Simon took me up on my offer in the last post, and after a bit of fiddling, I could hear his codec2-encoded voice reach across the Internet from Crowsnet Pass in Alberta to the Bay of Fundy. Great fun!
I noted that at first his voice had a sort of 'auto-tune' effect, locking on a given tone unnaturally, until I asked him to reduce his audio gain a bit. I'd observed this effect in our home-based experiments, too. It might be useful to put some audio gain profiling code in the input pipeline so that we can manually optimize this.
Second, I think some sort of UDP NAT traversal code is going to be needed. I still want a very lightweight, tool-based approach that I think will port easily to small linux devices, but it took Simon and me quite a while to get the UDP ports worked out, and even then we couldn't get my packets to him.

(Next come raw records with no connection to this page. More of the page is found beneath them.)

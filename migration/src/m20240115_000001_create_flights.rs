use sea_orm_migration::{prelude::*, schema::*};

#[derive(DeriveMigrationName)]
pub struct Migration;

#[async_trait::async_trait]
impl MigrationTrait for Migration {
    async fn up(&self, manager: &SchemaManager) -> Result<(), DbErr> {
        manager
            .create_table(
                Table::create()
                    .table(Flight::Table)
                    .if_not_exists()
                    .col(pk_auto(Flight::Id))
                    .col(string(Flight::Departure).not_null())
                    .col(string(Flight::Arrival).not_null())
                    .col(timestamp_with_time_zone(Flight::DepartureTime).not_null())
                    .col(timestamp_with_time_zone(Flight::ArrivalTime).not_null())
                    .to_owned(),
            )
            .await?;

        // Search expands the graph by departure location and time window
        manager
            .create_index(
                Index::create()
                    .name("idx_flight_departure_time")
                    .table(Flight::Table)
                    .col(Flight::Departure)
                    .col(Flight::DepartureTime)
                    .to_owned(),
            )
            .await
    }

    async fn down(&self, manager: &SchemaManager) -> Result<(), DbErr> {
        manager
            .drop_table(Table::drop().table(Flight::Table).to_owned())
            .await
    }
}

#[derive(DeriveIden)]
pub enum Flight {
    Table,
    Id,
    Departure,
    Arrival,
    DepartureTime,
    ArrivalTime,
}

It looks like nat-traverse, a perl script, will do the job. I'd rather not add a dependency on perl, but it's a good start, and cleanly separates out the task of nat traversal from the UDP packet handling and decoding.
Finally, c2qso.sh takes a half-duplex approach to communications: it doesn't perform transmit and receive across the same UDP link, because I wanted a client with low computing power to be able to safely close its transmitting port and then open the receiving one. But this is probably an unnecessary complication, and seem likely to make nat traversal more difficult.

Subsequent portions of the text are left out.